This issue tracker has been migrated to GitHub, and is currently read-only.
For more information, see the GitHub FAQs in the Python's Developer Guide.

classification
Title: test_posixpath fails on Japanese edition of Windows
Type: behavior Stage: patch review
Components: Unicode, Windows Versions: Python 3.3
process
Status: closed Resolution: fixed
Dependencies: Superseder:
Assigned To: Nosy List: ezio.melotti, flox, ishimoto, loewis, python-dev, tim.golden, vstinner
Priority: normal Keywords: patch

Created on 2012-07-24 15:24 by ishimoto, last changed 2022-04-11 14:57 by admin. This issue is now closed.

Files
File name Uploaded Description Edit
issue15441.patch ishimoto, 2012-07-25 02:37 review
decode_filename_mbcs.patch vstinner, 2012-07-25 22:01 review
issue15441_2.patch ishimoto, 2012-07-26 00:42 review
issue15441_3.patch ishimoto, 2012-07-26 02:18 review
win32_bytes_filename.patch vstinner, 2012-07-26 10:53 review
Messages (23)
msg166300 - (view) Author: Atsuo Ishimoto (ishimoto) * Date: 2012-07-24 15:24
test_posixpath.PosixCommonTest.test_nonascii_abspath fails on Japanese edition
of Windows.

If a file name was invalid byte character, os.chdir() raises UnicodeDecodeError()
instead of WindowsError.

This is a byte-api issue on Windows, so we may be able to simply skip this test.

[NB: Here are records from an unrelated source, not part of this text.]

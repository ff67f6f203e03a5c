pub mod etl;
pub mod extract;
pub mod load;
pub mod transform;

pub use crate::domain::model::{Cell, QueryResult, RecordSet, ReferenceRateTable};
pub use crate::domain::ports::{PageFetcher, Pipeline, ProgressLog, SourceAdapter, Storage, TableStore};
pub use crate::utils::error::Result;
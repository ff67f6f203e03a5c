use crate::domain::model::{Cell, RecordSet};
use crate::domain::ports::SourceAdapter;
use crate::utils::error::{EtlError, Result};

/// Header row plus text cells. Empty fields are read as null.
#[derive(Debug, Clone)]
pub struct DelimitedTextAdapter {
    delimiter: u8,
}

impl DelimitedTextAdapter {
    pub fn new() -> Self {
        Self { delimiter: b',' }
    }

    pub fn with_delimiter(delimiter: u8) -> Self {
        Self { delimiter }
    }
}

impl Default for DelimitedTextAdapter {
    fn default() -> Self {
        Self::new()
    }
}

impl SourceAdapter for DelimitedTextAdapter {
    fn format_name(&self) -> &'static str {
        "csv"
    }

    fn parse(&self, text: &str) -> Result<RecordSet> {
        let mut reader = csv::ReaderBuilder::new()
            .delimiter(self.delimiter)
            .has_headers(true)
            .from_reader(text.as_bytes());

        let headers: Vec<String> = reader
            .headers()?
            .iter()
            .map(|h| h.trim().to_string())
            .collect();
        if headers.iter().all(|h| h.is_empty()) {
            return Err(EtlError::malformed(self.format_name(), "missing header row"));
        }

        let mut data = RecordSet::new(headers)
            .map_err(|e| EtlError::malformed(self.format_name(), e.to_string()))?;

        for (line, record) in reader.records().enumerate() {
            let record = record.map_err(|e| {
                EtlError::malformed(self.format_name(), format!("record {}: {}", line + 1, e))
            })?;
            let cells = record
                .iter()
                .map(|field| {
                    if field.is_empty() {
                        Cell::Null
                    } else {
                        Cell::text(field)
                    }
                })
                .collect();
            data.push_row(cells)?;
        }

        tracing::debug!(
            "Parsed {} delimited rows with columns {:?}",
            data.len(),
            data.columns()
        );
        Ok(data)
    }
}

#[cfg(test)]
mod tests {
    use super::*;

    #[test]
    fn test_parse_reads_all_cells_as_text() {
        let adapter = DelimitedTextAdapter::new();
        let data = adapter
            .parse("name,price\nApple,1.25\nPear,\n")
            .unwrap();

        assert_eq!(data.columns(), &["name", "price"]);
        assert_eq!(data.len(), 2);
        assert_eq!(data.value(0, "price"), Some(&Cell::text("1.25")));
        assert_eq!(data.value(1, "price"), Some(&Cell::Null));
    }

    #[test]
    fn test_parse_with_tab_delimiter() {
        let adapter = DelimitedTextAdapter::with_delimiter(b'\t');
        let data = adapter.parse("Currency\tRate\nEUR\t0.93\n").unwrap();

        assert_eq!(data.columns(), &["Currency", "Rate"]);
        assert_eq!(data.value(0, "Rate"), Some(&Cell::text("0.93")));
    }

    #[test]
    fn test_ragged_rows_are_malformed() {
        let adapter = DelimitedTextAdapter::new();
        let err = adapter.parse("a,b\n1,2,3\n").unwrap_err();
        assert!(matches!(err, EtlError::MalformedSource { .. }));
    }

    #[test]
    fn test_duplicate_headers_are_malformed() {
        let adapter = DelimitedTextAdapter::new();
        let err = adapter.parse("a,a\n1,2\n").unwrap_err();
        assert!(matches!(err, EtlError::MalformedSource { .. }));
    }

    #[test]
    fn test_header_only_gives_empty_set() {
        let adapter = DelimitedTextAdapter::new();
        let data = adapter.parse("a,b\n").unwrap();
        assert!(data.is_empty());
        assert_eq!(data.columns(), &["a", "b"]);
    }
}
use crate::domain::model::{QueryResult, RecordSet};
use crate::domain::ports::{Storage, TableStore};
use crate::utils::error::{EtlError, Result};

/// Serializes a record set as CSV: header row in column order, no index.
pub fn to_csv_bytes(data: &RecordSet) -> Result<Vec<u8>> {
    let mut writer = csv::Writer::from_writer(Vec::new());
    writer.write_record(data.columns())?;
    for row in data.rows() {
        writer.write_record(row.iter().map(|cell| cell.to_string()))?;
    }
    writer
        .into_inner()
        .map_err(|e| EtlError::IoError(e.into_error()))
}

#[derive(Debug, Clone, Default, PartialEq, Eq)]
pub struct LoadReport {
    pub csv_path: Option<String>,
    pub table: Option<String>,
    pub rows: usize,
}

pub struct Loader<S: Storage> {
    storage: S,
    csv_path: Option<String>,
    store: Option<Box<dyn TableStore>>,
    table: String,
}

impl<S: Storage> Loader<S> {
    pub fn new(storage: S) -> Self {
        Self {
            storage,
            csv_path: None,
            store: None,
            table: String::new(),
        }
    }

    pub fn with_csv_path(mut self, path: impl Into<String>) -> Self {
        self.csv_path = Some(path.into());
        self
    }

    pub fn with_store(mut self, store: Box<dyn TableStore>, table: impl Into<String>) -> Self {
        self.store = Some(store);
        self.table = table.into();
        self
    }

    pub fn has_store(&self) -> bool {
        self.store.is_some()
    }

    pub async fn write_to_file(&self, data: &RecordSet, path: &str) -> Result<()> {
        let bytes = to_csv_bytes(data)?;
        self.storage.write_file(path, &bytes).await?;
        tracing::info!("💾 Wrote {} rows to {}", data.len(), path);
        Ok(())
    }

    pub async fn write_to_store(&self, data: &RecordSet, table: &str) -> Result<()> {
        let store = self.store.as_ref().ok_or_else(|| EtlError::StoreError {
            table: table.to_string(),
            message: "no store configured".to_string(),
        })?;
        store.replace_table(table, data).await?;
        tracing::info!("💾 Replaced table {} with {} rows", table, data.len());
        Ok(())
    }

    /// Writes to every configured sink.
    pub async fn load(&self, data: &RecordSet) -> Result<LoadReport> {
        let mut report = LoadReport {
            rows: data.len(),
            ..Default::default()
        };

        if let Some(path) = &self.csv_path {
            self.write_to_file(data, path).await?;
            report.csv_path = Some(path.clone());
        }
        if self.store.is_some() {
            self.write_to_store(data, &self.table).await?;
            report.table = Some(self.table.clone());
        }
        Ok(report)
    }

    pub async fn try_query(&self, statement: &str) -> Result<QueryResult> {
        let store = self.store.as_ref().ok_or_else(|| EtlError::QueryError {
            statement: statement.to_string(),
            message: "no store configured".to_string(),
        })?;
        store.query(statement).await
    }

    /// Diagnostic passthrough: failures are logged and yield an empty result.
    pub async fn run_query(&self, statement: &str) -> QueryResult {
        tracing::debug!("Executing Query: {}", statement);
        match self.try_query(statement).await {
            Ok(result) => result,
            Err(e) => {
                tracing::error!("Error occurred while executing query: {}", e);
                QueryResult::default()
            }
        }
    }

    pub async fn close(&self) {
        if let Some(store) = &self.store {
            store.close().await;
        }
    }
}

#[cfg(test)]
mod tests {
    use super::*;
    use crate::adapters::{DelimitedTextAdapter, LocalStorage, SqliteStore};
    use crate::core::transform::{coerce_cell, Coercion};
    use crate::domain::model::Cell;
    use crate::domain::ports::SourceAdapter;
    use tempfile::TempDir;

    fn sample() -> RecordSet {
        let mut data = RecordSet::new(["Name", "MC_USD_Billion", "MC_GBP_Billion"]).unwrap();
        data.push_row(vec![
            Cell::text("Bank A"),
            Cell::Number(100.0),
            Cell::Number(80.0),
        ])
        .unwrap();
        data.push_row(vec![Cell::text("Bank, B"), Cell::Number(90.5), Cell::Null])
            .unwrap();
        data
    }

    fn local_loader(temp_dir: &TempDir) -> Loader<LocalStorage> {
        Loader::new(LocalStorage::new(
            temp_dir.path().to_str().unwrap().to_string(),
        ))
    }

    #[test]
    fn test_csv_layout() {
        let bytes = to_csv_bytes(&sample()).unwrap();
        let text = String::from_utf8(bytes).unwrap();
        assert_eq!(
            text,
            "Name,MC_USD_Billion,MC_GBP_Billion\nBank A,100.0,80.0\n\"Bank, B\",90.5,\n"
        );
    }

    #[tokio::test]
    async fn test_file_round_trip_through_delimited_adapter() {
        let temp_dir = TempDir::new().unwrap();
        let loader = local_loader(&temp_dir);
        let data = sample();

        loader.write_to_file(&data, "out/banks.csv").await.unwrap();
        let text = std::fs::read_to_string(temp_dir.path().join("out/banks.csv")).unwrap();
        let reread = DelimitedTextAdapter::new().parse(&text).unwrap();

        assert_eq!(reread.columns(), data.columns());
        assert_eq!(reread.len(), data.len());
        for (original, read) in data.rows().iter().zip(reread.rows()) {
            for (a, b) in original.iter().zip(read) {
                match (a, coerce_cell(b)) {
                    (Cell::Number(x), Coercion::Value(y)) => assert_eq!(*x, y),
                    (Cell::Null, _) => assert_eq!(b, &Cell::Null),
                    (Cell::Text(x), _) => assert_eq!(b, &Cell::Text(x.clone())),
                    (a, b) => panic!("mismatch: {a:?} vs {b:?}"),
                }
            }
        }
    }

    #[tokio::test]
    async fn test_write_to_file_overwrites() {
        let temp_dir = TempDir::new().unwrap();
        let loader = local_loader(&temp_dir);

        loader.write_to_file(&sample(), "banks.csv").await.unwrap();
        let single = RecordSet::new(["only"]).unwrap();
        loader.write_to_file(&single, "banks.csv").await.unwrap();

        let text = std::fs::read_to_string(temp_dir.path().join("banks.csv")).unwrap();
        assert_eq!(text, "only\n");
    }

    #[tokio::test]
    async fn test_store_write_twice_keeps_second_input() {
        let temp_dir = TempDir::new().unwrap();
        let store = SqliteStore::in_memory().await.unwrap();
        let loader = local_loader(&temp_dir).with_store(Box::new(store), "Largest_banks");

        loader.write_to_store(&sample(), "Largest_banks").await.unwrap();
        let mut second = RecordSet::new(["Name", "MC_USD_Billion", "MC_GBP_Billion"]).unwrap();
        second
            .push_row(vec![Cell::text("Bank C"), Cell::Number(1.0), Cell::Number(0.8)])
            .unwrap();
        loader.write_to_store(&second, "Largest_banks").await.unwrap();

        let result = loader.run_query("SELECT * FROM Largest_banks").await;
        assert_eq!(result.rows, second.rows().to_vec());
    }

    #[tokio::test]
    async fn test_run_query_suppresses_errors() {
        let temp_dir = TempDir::new().unwrap();
        let store = SqliteStore::in_memory().await.unwrap();
        let loader = local_loader(&temp_dir).with_store(Box::new(store), "t");

        let result = loader.run_query("SELECT nope FROM nowhere").await;
        assert!(result.is_empty());
        assert!(loader.try_query("SELECT nope FROM nowhere").await.is_err());
    }

    #[tokio::test]
    async fn test_load_writes_all_sinks() {
        let temp_dir = TempDir::new().unwrap();
        let store = SqliteStore::in_memory().await.unwrap();
        let loader = local_loader(&temp_dir)
            .with_csv_path("Largest_banks_data.csv")
            .with_store(Box::new(store), "Largest_banks");

        let report = loader.load(&sample()).await.unwrap();

        assert_eq!(report.rows, 2);
        assert_eq!(report.csv_path.as_deref(), Some("Largest_banks_data.csv"));
        assert_eq!(report.table.as_deref(), Some("Largest_banks"));
        assert!(temp_dir.path().join("Largest_banks_data.csv").exists());

        let count = loader.run_query("SELECT COUNT(*) FROM Largest_banks").await;
        assert_eq!(count.rows, vec![vec![Cell::Number(2.0)]]);
        loader.close().await;
    }
}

======================================================================
ERROR: test_nonascii_abspath (test.test_posixpath.PosixCommonTest)
----------------------------------------------------------------------
Traceback (most recent call last):
  File "C:\cygwin\home\ishimoto\src\cpython\lib\test\test_genericpath.py", line
318, in test_nonascii_abspath
    with support.temp_cwd(b'\xe7w\xf0'):
  File "C:\cygwin\home\ishimoto\src\cpython\lib\contextlib.py", line 48, in __en
ter__
    return next(self.gen)
  File "C:\cygwin\home\ishimoto\src\cpython\lib\test\support.py", line 614, in t
emp_cwd
    os.chdir(path)
UnicodeDecodeError: 'mbcs' codec can't decode bytes in position 0--1: No mapping
for the Unicode character exists in the target code page.

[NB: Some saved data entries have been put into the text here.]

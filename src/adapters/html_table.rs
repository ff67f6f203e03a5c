use crate::domain::model::{Cell, RecordSet};
use crate::domain::ports::SourceAdapter;
use crate::utils::error::{EtlError, Result};
use scraper::{ElementRef, Html, Selector};
use serde::{Deserialize, Serialize};

/// Header to pick from the page and the column name it is stored under.
#[derive(Debug, Clone, PartialEq, Eq, Serialize, Deserialize)]
pub struct ColumnSelection {
    pub header: String,
    pub rename: String,
}

impl ColumnSelection {
    pub fn new(header: impl Into<String>, rename: impl Into<String>) -> Self {
        Self {
            header: header.into(),
            rename: rename.into(),
        }
    }
}

/// Parses the first `<table>` carrying a CSS class marker out of an
/// already-fetched page and keeps only the selected columns.
#[derive(Debug, Clone)]
pub struct HtmlTableAdapter {
    table_class: String,
    columns: Vec<ColumnSelection>,
}

impl HtmlTableAdapter {
    pub fn new(table_class: impl Into<String>, columns: Vec<ColumnSelection>) -> Self {
        Self {
            table_class: table_class.into(),
            columns,
        }
    }

    /// The largest-banks table: `Bank name` and `Market cap (US$ billion)`.
    pub fn largest_banks() -> Self {
        Self::new(
            "wikitable",
            vec![
                ColumnSelection::new("Bank name", "Name"),
                ColumnSelection::new("Market cap (US$ billion)", "MC_USD_Billion"),
            ],
        )
    }

    pub fn table_class(&self) -> &str {
        &self.table_class
    }

    pub fn columns(&self) -> &[ColumnSelection] {
        &self.columns
    }

    fn selector(&self, css: &str) -> Result<Selector> {
        Selector::parse(css).map_err(|e| EtlError::InvalidConfigValueError {
            field: "table_class".to_string(),
            value: self.table_class.clone(),
            reason: e.to_string(),
        })
    }
}

/// Lower-cases and drops all whitespace so `Market cap\n(US$ billion)`
/// matches `market cap (us$ billion)`.
pub fn normalize_header(header: &str) -> String {
    header
        .chars()
        .filter(|c| !c.is_whitespace())
        .flat_map(char::to_lowercase)
        .collect()
}

fn cell_text(cell: ElementRef<'_>) -> String {
    cell.text()
        .collect::<String>()
        .split_whitespace()
        .collect::<Vec<_>>()
        .join(" ")
}

fn row_cells(row: ElementRef<'_>) -> Vec<(bool, String)> {
    row.children()
        .filter_map(ElementRef::wrap)
        .filter_map(|cell| match cell.value().name() {
            "th" => Some((true, cell_text(cell))),
            "td" => Some((false, cell_text(cell))),
            _ => None,
        })
        .collect()
}

impl SourceAdapter for HtmlTableAdapter {
    fn format_name(&self) -> &'static str {
        "html"
    }

    fn parse(&self, text: &str) -> Result<RecordSet> {
        let document = Html::parse_document(text);
        let table_selector = self.selector(&format!("table.{}", self.table_class))?;
        let row_selector = self.selector("tr")?;

        let table = document.select(&table_selector).next().ok_or_else(|| {
            EtlError::malformed(
                self.format_name(),
                format!("no <table class=\"{}\"> found", self.table_class),
            )
        })?;

        let mut headers: Option<Vec<String>> = None;
        let mut body: Vec<Vec<String>> = Vec::new();
        for row in table.select(&row_selector) {
            let cells = row_cells(row);
            if cells.is_empty() {
                continue;
            }
            if headers.is_none() && cells.iter().all(|(is_header, _)| *is_header) {
                headers = Some(cells.into_iter().map(|(_, text)| text).collect());
            } else if headers.is_some() && cells.iter().any(|(is_header, _)| !*is_header) {
                body.push(cells.into_iter().map(|(_, text)| text).collect());
            }
        }
        let headers = headers.unwrap_or_default();
        tracing::debug!("Columns in the table: {:?}", headers);

        let normalized: Vec<String> = headers.iter().map(|h| normalize_header(h)).collect();
        let mut positions = Vec::with_capacity(self.columns.len());
        let mut missing = Vec::new();
        for selection in &self.columns {
            let wanted = normalize_header(&selection.header);
            match normalized.iter().position(|h| *h == wanted) {
                Some(index) => positions.push(index),
                None => missing.push(selection.header.clone()),
            }
        }
        if !missing.is_empty() {
            return Err(EtlError::SchemaMismatch {
                expected: missing,
                available: headers,
            });
        }

        let mut data = RecordSet::new(self.columns.iter().map(|c| c.rename.clone()))?;
        for cells in body {
            if cells.len() < headers.len() {
                tracing::debug!("Short table row with {} cells, padding with nulls", cells.len());
            }
            let row = positions
                .iter()
                .map(|&index| match cells.get(index) {
                    Some(text) if !text.is_empty() => Cell::text(text.as_str()),
                    _ => Cell::Null,
                })
                .collect();
            data.push_row(row)?;
        }

        Ok(data)
    }
}

#[cfg(test)]
mod tests {
    use super::*;

    const PAGE: &str = r#"
<html><body>
<table class="infobox"><tr><th>Ignore</th></tr></table>
<table class="wikitable sortable">
  <tbody>
    <tr><th>Rank</th><th>Bank name</th><th>Market cap<br>(US$ billion)</th></tr>
    <tr><td>1</td><td><a href="/jpm">JPMorgan Chase</a></td><td>432.92
</td></tr>
    <tr><td>2</td><td>Bank of America</td><td>231.52</td></tr>
  </tbody>
</table>
<table class="wikitable"><tr><th>Other</th></tr><tr><td>x</td></tr></table>
</body></html>"#;

    #[test]
    fn test_selects_and_renames_columns_from_first_table() {
        let data = HtmlTableAdapter::largest_banks().parse(PAGE).unwrap();

        assert_eq!(data.columns(), &["Name", "MC_USD_Billion"]);
        assert_eq!(data.len(), 2);
        assert_eq!(data.value(0, "Name"), Some(&Cell::text("JPMorgan Chase")));
        assert_eq!(data.value(0, "MC_USD_Billion"), Some(&Cell::text("432.92")));
        assert_eq!(data.value(1, "Name"), Some(&Cell::text("Bank of America")));
    }

    #[test]
    fn test_missing_header_is_schema_mismatch() {
        let page = r#"<table class="wikitable"><tr><th>Rank</th><th>Name</th></tr>
            <tr><td>1</td><td>A</td></tr></table>"#;
        let err = HtmlTableAdapter::largest_banks().parse(page).unwrap_err();

        match err {
            EtlError::SchemaMismatch {
                expected,
                available,
            } => {
                assert_eq!(expected, vec!["Bank name", "Market cap (US$ billion)"]);
                assert_eq!(available, vec!["Rank", "Name"]);
            }
            other => panic!("unexpected error: {other}"),
        }
    }

    #[test]
    fn test_missing_table_is_malformed() {
        let err = HtmlTableAdapter::largest_banks()
            .parse("<html><body><p>nothing</p></body></html>")
            .unwrap_err();
        assert!(matches!(err, EtlError::MalformedSource { .. }));
    }

    #[test]
    fn test_normalize_header() {
        assert_eq!(
            normalize_header(" Market cap\n(US$ Billion) "),
            normalize_header("market cap (us$ billion)")
        );
    }
}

----------------------------------------------------------------------
msg166302 - (view) Author: Atsuo Ishimoto (ishimoto) * Date: 2012-07-24 15:51
changed name of test method. In the old patch, new test method shadowed 
existing one.
msg166350 - (view) Author: Atsuo Ishimoto (ishimoto) * Date: 2012-07-25 02:37
I'm sorry, I generated a patch in wrong direction.
msg166362 - (view) Author: STINNER Victor (vstinner) * (Python committer) Date: 2012-07-25 08:03
The following change is a major change on how Python handles undecodable filenames on Windows:

-    return PyUnicode_DecodeMBCS(s, size, NULL);
+    return PyUnicode_DecodeMBCS(s, size, "surrogateescape");

I disagree with this change, Python should not generate surrogates *on Windows*.

By the way, there is also os.fsdecode(), it has the same behaviour than PyUnicode_DecodeFSDefault() and PyUnicode_DecodeFSDefaultAndSize() (it uses the "strict" error handler on Windows).
msg166365 - (view) Author: STINNER Victor (vstinner) * (Python committer) Date: 2012-07-25 08:17
> If a file name was invalid byte character, os.chdir() raises
> UnicodeDecodeError() instead of WindowsError.

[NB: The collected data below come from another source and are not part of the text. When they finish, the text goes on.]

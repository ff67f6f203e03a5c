use crate::domain::model::{Cell, QueryResult, RecordSet};
use crate::domain::ports::TableStore;
use crate::utils::error::{EtlError, Result};
use async_trait::async_trait;
use sqlx::sqlite::{SqliteConnectOptions, SqlitePool, SqlitePoolOptions, SqliteRow};
use sqlx::{Column, Row, TypeInfo, ValueRef};
use std::str::FromStr;

/// SQLite-backed table store. A single pooled connection keeps `:memory:`
/// databases alive for the whole run.
pub struct SqliteStore {
    pool: SqlitePool,
}

fn quote_identifier(name: &str) -> String {
    format!("\"{}\"", name.replace('"', "\"\""))
}

/// `REAL` when every non-null cell is a number, `TEXT` otherwise.
fn column_type(data: &RecordSet, index: usize) -> &'static str {
    let mut saw_number = false;
    for row in data.rows() {
        match &row[index] {
            Cell::Text(_) => return "TEXT",
            Cell::Number(_) => saw_number = true,
            Cell::Null => {}
        }
    }
    if saw_number {
        "REAL"
    } else {
        "TEXT"
    }
}

fn decode_cell(row: &SqliteRow, index: usize) -> std::result::Result<Cell, sqlx::Error> {
    let raw = row.try_get_raw(index)?;
    if raw.is_null() {
        return Ok(Cell::Null);
    }
    let type_name = raw.type_info().name().to_string();
    match type_name.as_str() {
        "INTEGER" | "BOOLEAN" => Ok(Cell::Number(row.try_get::<i64, _>(index)? as f64)),
        "REAL" | "NUMERIC" => Ok(Cell::Number(row.try_get::<f64, _>(index)?)),
        "BLOB" => {
            let bytes: Vec<u8> = row.try_get(index)?;
            Ok(Cell::Text(String::from_utf8_lossy(&bytes).into_owned()))
        }
        _ => Ok(Cell::Text(row.try_get::<String, _>(index)?)),
    }
}

impl SqliteStore {
    /// Connects to `url` (`sqlite://Banks.db`, `sqlite::memory:`), creating
    /// the database file when missing.
    pub async fn connect(url: &str) -> Result<Self> {
        let store_error = |e: sqlx::Error| EtlError::StoreError {
            table: String::new(),
            message: format!("cannot open {}: {}", url, e),
        };

        let options = SqliteConnectOptions::from_str(url)
            .map_err(store_error)?
            .create_if_missing(true);
        let pool = SqlitePoolOptions::new()
            .max_connections(1)
            .min_connections(1)
            .idle_timeout(None)
            .max_lifetime(None)
            .connect_with(options)
            .await
            .map_err(store_error)?;

        tracing::debug!("Connected to store at {}", url);
        Ok(Self { pool })
    }

    pub async fn in_memory() -> Result<Self> {
        Self::connect("sqlite::memory:").await
    }
}

#[async_trait]
impl TableStore for SqliteStore {
    async fn replace_table(&self, table: &str, data: &RecordSet) -> Result<()> {
        let store_error = |e: sqlx::Error| EtlError::StoreError {
            table: table.to_string(),
            message: e.to_string(),
        };
        if data.columns().is_empty() {
            return Err(EtlError::StoreError {
                table: table.to_string(),
                message: "record set has no columns".to_string(),
            });
        }

        let quoted_table = quote_identifier(table);
        let column_defs: Vec<String> = data
            .columns()
            .iter()
            .enumerate()
            .map(|(index, name)| format!("{} {}", quote_identifier(name), column_type(data, index)))
            .collect();
        let placeholders = vec!["?"; data.columns().len()].join(", ");
        let insert_sql = format!("INSERT INTO {} VALUES ({})", quoted_table, placeholders);

        let mut tx = self.pool.begin().await.map_err(store_error)?;
        sqlx::query(&format!("DROP TABLE IF EXISTS {}", quoted_table))
            .execute(&mut *tx)
            .await
            .map_err(store_error)?;
        sqlx::query(&format!(
            "CREATE TABLE {} ({})",
            quoted_table,
            column_defs.join(", ")
        ))
        .execute(&mut *tx)
        .await
        .map_err(store_error)?;

        for row in data.rows() {
            let mut query = sqlx::query(&insert_sql);
            for cell in row {
                query = match cell {
                    Cell::Text(s) => query.bind(s.clone()),
                    Cell::Number(n) => query.bind(*n),
                    Cell::Null => query.bind(None::<String>),
                };
            }
            query.execute(&mut *tx).await.map_err(store_error)?;
        }

        tx.commit().await.map_err(store_error)?;
        tracing::debug!("Replaced table {} with {} rows", table, data.len());
        Ok(())
    }

    async fn query(&self, statement: &str) -> Result<QueryResult> {
        let query_error = |e: sqlx::Error| EtlError::QueryError {
            statement: statement.to_string(),
            message: e.to_string(),
        };

        let rows = sqlx::query(statement)
            .fetch_all(&self.pool)
            .await
            .map_err(query_error)?;

        let columns = rows
            .first()
            .map(|row| row.columns().iter().map(|c| c.name().to_string()).collect())
            .unwrap_or_default();
        let mut result = QueryResult {
            columns,
            rows: Vec::with_capacity(rows.len()),
        };
        for row in &rows {
            let cells = (0..row.len())
                .map(|index| decode_cell(row, index))
                .collect::<std::result::Result<Vec<_>, _>>()
                .map_err(query_error)?;
            result.rows.push(cells);
        }
        Ok(result)
    }

    async fn close(&self) {
        self.pool.close().await;
        tracing::debug!("Store connection closed");
    }
}
pub mod adapters;
pub mod app;
pub mod config;
pub mod core;
pub mod domain;
pub mod utils;

#[cfg(feature = "cli")]
pub use config::CliConfig;

pub use adapters::{FileProgressLog, LocalStorage, SqliteStore};
pub use app::pipelines::TabularPipeline;
pub use config::TomlConfig;
pub use crate::core::etl::{PipelineRunner, RunOutcome};
pub use domain::model::{Cell, PipelineState, QueryResult, RecordSet, Stage};
pub use utils::error::{EtlError, Result};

I realized that the problem is in the error handling: raising the OSError fails with a UnicodeDecodeError because PyErr_SetFromWindowsErrWithFilename() calls PyUnicode_DecodeFSDefault(), whereas the filename is not decodable. If you want to change something, it should be PyErr_SetFromWindowsErrWithFilename(). We may use PyObject_Repr() or PyObject_ASCII() for example.

--

See also the issue #13374: "The Windows bytes API has been deprecated in the os module. Use Unicode filenames instead of bytes filenames to not depend on the ANSI code page anymore and to support any filename."
msg166366 - (view) Author: Atsuo Ishimoto (ishimoto) * Date: 2012-07-25 08:33
Yes, I know #13374, that's why I wrote

> This is a byte-api issue on Windows, so we may be able to simply skip 
> this test.

Do you think we need a patch to avoid UnicodeDecodeError raised? 
Or should we change test to skip this?
msg166373 - (view) Author: STINNER Victor (vstinner) * (Python committer) Date: 2012-07-25 09:19
> Do you think we need a patch to avoid UnicodeDecodeError raised?
> Or should we change test to skip this?

It's a bug, the test should not be skipped. You should get an OSError
because the chdir() failed, not an UnicodeDecodeError.
msg166374 - (view) Author: Martin v. Löwis (loewis) * (Python committer) Date: 2012-07-25 09:23
IMO, it is ok to skip the test on Windows; it was apparently targeted for Unix.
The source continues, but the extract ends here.